In der russischen Touristenmetropole St. Petersburg öffnet am 2. Mai der Neubau des legendären Mariinski Theaters. Eine halbe Milliarde Euro lässt Russland sich das Staatstheater kosten - die Akustik kommt aus Deutschland. Zur feierlichen Eröffungsgala dirigiert Waleri Gergijew, als Solisten treten u.a. Plácido Domingo, Anna Netrebko und René Pape auf.
St. Petersburg - Für Freunde klassischer Musik bietet der Neubau des Mariinski Theaters in St. Petersburg aus Sicht des Münchner Akustikers Jürgen Reinhold den «idealen» Klang. «Anders als in historischen Rangtheatern gibt es hier keinen Plüsch. Es gibt ein ideales Volumen, damit sich der Klang im Saal entfalten kann», sagte der Klangmeister von der Münchner Firma Müller-BBM in einem Gespräch mit der Deutschen Presse-Agentur in St. Petersburg.
Das für 500 Millionen Euro gebaute Musiktheater habe nur drei Galerien. Dadurch entstanden große Öffnungen von über vier Metern Höhe zwischen den Rangebenen. In den großen berühmten Theatern der Welt seien häufig nur 2,50 bis 3 Meter vorhanden. «Im Mariinski kommt viel mehr Schallenergie zu den Zuhörern. Dadurch bleibt auch in den hinteren Reihen der Klanggenuss voll erhalten», betonte der Ingenieur.
«Mit 18 000 Kubikmetern Rauminhalt ist der 2000 Zuschauer fassende Theatersaal ideal für Operndarbietungen.» Weder der Altbau des Theaters nebenan noch etwa das Bolschoi in Moskau, das Reinhold ebenfalls akustisch gestaltete, böten solche Bedingungen. «In historischen Häusern ist Sprache und Gesang zwar oft sehr präzise, der Raumklang jedoch sehr trocken und wenig lebhaft», sagte er.
«Die Hörgewohnheiten der Opernliebhaber haben sich geändert. Heute wird ein deutlich längeres Nachklingen, ein Verschmelzen des Klanges und Einhüllen in die Musik gewünscht - und dafür braucht es Weite», führte Reinhold aus.
Auch Stardirigent Waleri Gergijew, der Leiter des Mariinski und künftige Chef der Münchner Philharmoniker, hatte die Akustik als ausgezeichnet gelobt.

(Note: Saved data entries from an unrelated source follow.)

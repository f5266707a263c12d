use chrono::{DateTime, Utc};
use sea_orm::entity::prelude::*;
use sea_orm::sea_query::Expr;
use serde::{Deserialize, Serialize};
use strum::{Display, EnumString};

/// An IP address handed out on the office network.
///
/// Guest records carry their own `mac_wlan`; employee records copy it from the
/// hardware behind `asset_assignment_id`.
#[derive(Clone, Debug, PartialEq, Eq, DeriveEntityModel, Serialize, Deserialize)]
#[sea_orm(table_name = "ip_addresses")]
pub struct Model {
    #[sea_orm(primary_key)]
    pub id: i64,
    /// Dotted quad, unique across the table.
    #[sea_orm(unique)]
    pub ip: String,
    /// `XX:XX:XX:XX:XX:XX`, uppercase.
    pub mac_wlan: Option<String>,
    pub connection: Connection,
    pub status: IpStatus,
    pub role: IpRole,
    /// Office location of the owning user at the time of the last write.
    pub company: Option<String>,
    pub user_id: i64,
    pub asset_assignment_id: Option<i64>,
    pub created_at: DateTime<Utc>,
    pub updated_at: DateTime<Utc>,
}

#[derive(
    Debug,
    Clone,
    Copy,
    PartialEq,
    Eq,
    Hash,
    EnumIter,
    DeriveActiveEnum,
    Display,
    EnumString,
    Serialize,
    Deserialize,
)]
#[serde(rename_all = "SCREAMING_SNAKE_CASE")]
#[sea_orm(rs_type = "String", db_type = "Enum", enum_name = "ip_connection")]
#[strum(serialize_all = "SCREAMING_SNAKE_CASE", ascii_case_insensitive)]
pub enum Connection {
    #[sea_orm(string_value = "WIFI")]
    Wifi,
    #[sea_orm(string_value = "ETHERNET")]
    Ethernet,
}

#[derive(
    Debug,
    Clone,
    Copy,
    PartialEq,
    Eq,
    Hash,
    EnumIter,
    DeriveActiveEnum,
    Display,
    EnumString,
    Serialize,
    Deserialize,
)]
#[serde(rename_all = "SCREAMING_SNAKE_CASE")]
#[sea_orm(rs_type = "String", db_type = "Enum", enum_name = "ip_status")]
#[strum(serialize_all = "SCREAMING_SNAKE_CASE", ascii_case_insensitive)]
pub enum IpStatus {
    #[sea_orm(string_value = "EMPLOYEE")]
    Employee,
    #[sea_orm(string_value = "GUEST_LAPTOP")]
    GuestLaptop,
    #[sea_orm(string_value = "GUEST_PHONE")]
    GuestPhone,
}

impl IpStatus {
    /// Employee records derive their MAC from assigned hardware.
    pub fn is_employee(self) -> bool {
        self == IpStatus::Employee
    }
}

#[derive(
    Debug,
    Clone,
    Copy,
    PartialEq,
    Eq,
    Hash,
    EnumIter,
    DeriveActiveEnum,
    Display,
    EnumString,
    Serialize,
    Deserialize,
)]
#[serde(rename_all = "SCREAMING_SNAKE_CASE")]
#[sea_orm(rs_type = "String", db_type = "Enum", enum_name = "ip_role")]
#[strum(serialize_all = "SCREAMING_SNAKE_CASE", ascii_case_insensitive)]
pub enum IpRole {
    #[sea_orm(string_value = "LIST")]
    List,
    #[sea_orm(string_value = "FULL_ACCESS")]
    FullAccess,
}

#[derive(Copy, Clone, Debug, EnumIter, DeriveRelation)]
pub enum Relation {
    #[sea_orm(
        belongs_to = "super::user::Entity",
        from = "Column::UserId",
        to = "super::user::Column::Id",
        on_delete = "Cascade"
    )]
    User,

    #[sea_orm(
        belongs_to = "super::asset_assignment::Entity",
        from = "Column::AssetAssignmentId",
        to = "super::asset_assignment::Column::Id",
        on_delete = "SetNull"
    )]
    AssetAssignment,
}

impl Related<super::user::Entity> for Entity {
    fn to() -> RelationDef {
        Relation::User.def()
    }
}

impl Related<super::asset_assignment::Entity> for Entity {
    fn to() -> RelationDef {
        Relation::AssetAssignment.def()
    }
}

impl ActiveModelBehavior for ActiveModel {}

impl Model {
    /// Drops the assignment link and the derived MAC of every employee record
    /// pointing at one of `assignment_ids`. Records of `keep_user` are left alone.
    ///
    /// Returns the number of records touched.
    pub async fn detach_assignments<C: ConnectionTrait>(
        db: &C,
        assignment_ids: Vec<i64>,
        keep_user: Option<i64>,
    ) -> Result<u64, DbErr> {
        if assignment_ids.is_empty() {
            return Ok(0);
        }

        let mut query = Entity::update_many()
            .col_expr(Column::AssetAssignmentId, Expr::value(Option::<i64>::None))
            .col_expr(Column::MacWlan, Expr::value(Option::<String>::None))
            .col_expr(Column::UpdatedAt, Expr::value(Utc::now()))
            .filter(Column::AssetAssignmentId.is_in(assignment_ids))
            .filter(Column::Status.eq(IpStatus::Employee));

        if let Some(user_id) = keep_user {
            query = query.filter(Column::UserId.ne(user_id));
        }

        Ok(query.exec(db).await?.rows_affected)
    }
}

#[cfg(test)]
mod tests {
    use super::*;
    use sea_orm::ActiveValue::Set;
    use std::str::FromStr;

    #[test]
    fn enums_parse_case_insensitively_and_display_uppercase() {
        assert_eq!(IpStatus::from_str("guest_laptop").unwrap(), IpStatus::GuestLaptop);
        assert_eq!(Connection::from_str("Wifi").unwrap(), Connection::Wifi);
        assert_eq!(IpRole::FullAccess.to_string(), "FULL_ACCESS");
        assert!(IpStatus::from_str("contractor").is_err());
    }

    #[test]
    fn enums_serialize_as_screaming_snake_case() {
        let json = serde_json::to_string(&IpStatus::GuestPhone).unwrap();
        assert_eq!(json, "\"GUEST_PHONE\"");
        assert!(IpStatus::Employee.is_employee());
        assert!(!IpStatus::GuestPhone.is_employee());
    }

    async fn insert_record(
        db: &DbConn,
        ip: &str,
        status: IpStatus,
        user_id: i64,
        assignment_id: Option<i64>,
        mac: &str,
    ) -> Model {
        let now = Utc::now();
        ActiveModel {
            ip: Set(ip.into()),
            mac_wlan: Set(Some(mac.into())),
            connection: Set(Connection::Wifi),
            status: Set(status),
            role: Set(IpRole::List),
            company: Set(None),
            user_id: Set(user_id),
            asset_assignment_id: Set(assignment_id),
            created_at: Set(now),
            updated_at: Set(now),
            ..Default::default()
        }
        .insert(db)
        .await
        .unwrap()
    }

    #[tokio::test]
    async fn detach_assignments_clears_link_and_mac_except_kept_user() {
        use crate::models::{asset, asset_assignment, user};
        use crate::test_utils::setup_test_db;

        let db = setup_test_db().await;
        let old_owner = user::Model::create(&db, "Old", "old@example.com", None).await.unwrap();
        let new_owner = user::Model::create(&db, "New", "new@example.com", None).await.unwrap();
        let laptop = asset::Model::create(&db, "LPT-009", "ThinkPad X1").await.unwrap();
        let assignment = asset_assignment::Model::create(&db, laptop.id, new_owner.id)
            .await
            .unwrap();

        let stale = insert_record(
            &db,
            "10.9.0.1",
            IpStatus::Employee,
            old_owner.id,
            Some(assignment.id),
            "11:11:11:11:11:11",
        )
        .await;
        let current = insert_record(
            &db,
            "10.9.0.2",
            IpStatus::Employee,
            new_owner.id,
            Some(assignment.id),
            "11:11:11:11:11:11",
        )
        .await;
        let guest = insert_record(
            &db,
            "10.9.0.3",
            IpStatus::GuestPhone,
            old_owner.id,
            None,
            "22:22:22:22:22:22",
        )
        .await;

        let touched = Model::detach_assignments(&db, vec![assignment.id], Some(new_owner.id))
            .await
            .unwrap();
        assert_eq!(touched, 1);

        let stale = Entity::find_by_id(stale.id).one(&db).await.unwrap().unwrap();
        assert_eq!(stale.asset_assignment_id, None);
        assert_eq!(stale.mac_wlan, None);
        assert_eq!(stale.status, IpStatus::Employee);

        let current_after = Entity::find_by_id(current.id).one(&db).await.unwrap().unwrap();
        assert_eq!(current_after.asset_assignment_id, Some(assignment.id));
        assert_eq!(current_after.mac_wlan, current.mac_wlan);

        let guest_after = Entity::find_by_id(guest.id).one(&db).await.unwrap().unwrap();
        assert_eq!(guest_after, guest);

        assert_eq!(Model::detach_assignments(&db, vec![], None).await.unwrap(), 0);
    }
}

Allein über dem Orchestergraben mit Platz für bis zu 120 Musiker hat der Pultstar 20 Meter Lufthöhe über sich – das gilt als optimal.
«Weil die Hufeisenform des Saals den Klang bündelt, haben wir als Gegenpol bauchige Formen an den Wandflächen und Brüstungen für eine Streuung des Klanges geschaffen», sagte Reinhold. Wichtig sei dabei auch das Material. Die Balkone etwa seien aus Buchenholz. An den Wänden sei Spezialgips verarbeitet worden. Aber auch beim Boden hätten die Akustiker trotz erster Bedenken von Brandschützern eine «Holztragstruktur» durchgesetzt - gegen den oft verwendeten Beton.
Ulf Mauder
Das Mariinski Theater in St. Petersburg
St. Petersburg - Das legendäre Mariinski Theater in der Touristenmetropole St. Petersburg gilt neben dem Bolschoi in Moskau als das bedeutendste Staatstheater in Russland. Es wird seit 25 Jahren von dem Stardirigenten Waleri Gergijew (59) geleitet, der das Haus in der Stadt am Finnischen Meerbusen noch zu Sowjetzeiten übernommen hatte. Gergijew wird 2015 auch zusätzlich noch Chef der Münchner Philharmoniker.
Zum Mariinski gehören der markante grünlich schimmernde Altbau mit 1600 Sitzen, ein Konzerthaus (1200 Plätze) und nun auch der ultramoderne Neubau mit 2000 Plätzen allein im Hauptsaal. Das Mariinski II ist mit gut 80 000 Quadratmetern mehr als doppelt so groß wie das alte Theater.
Der Name des Mariinski Theaters geht zurück auf die Ehefrau von Zar Alexander II., der im 19. Jahrhundert die deutsche Prinzessin Marie von Hessen-Darmstadt heiratete. Der alte Theaterbau stammt von 1860. Doch die Opern- und Ballett-Tradition des Mariinski reicht
weiter als 200 Jahre in die Vergangenheit: bis ins 18. Jahrhundert. Seit einigen Jahren hat das Haus auch sein eigenes Musik-Label.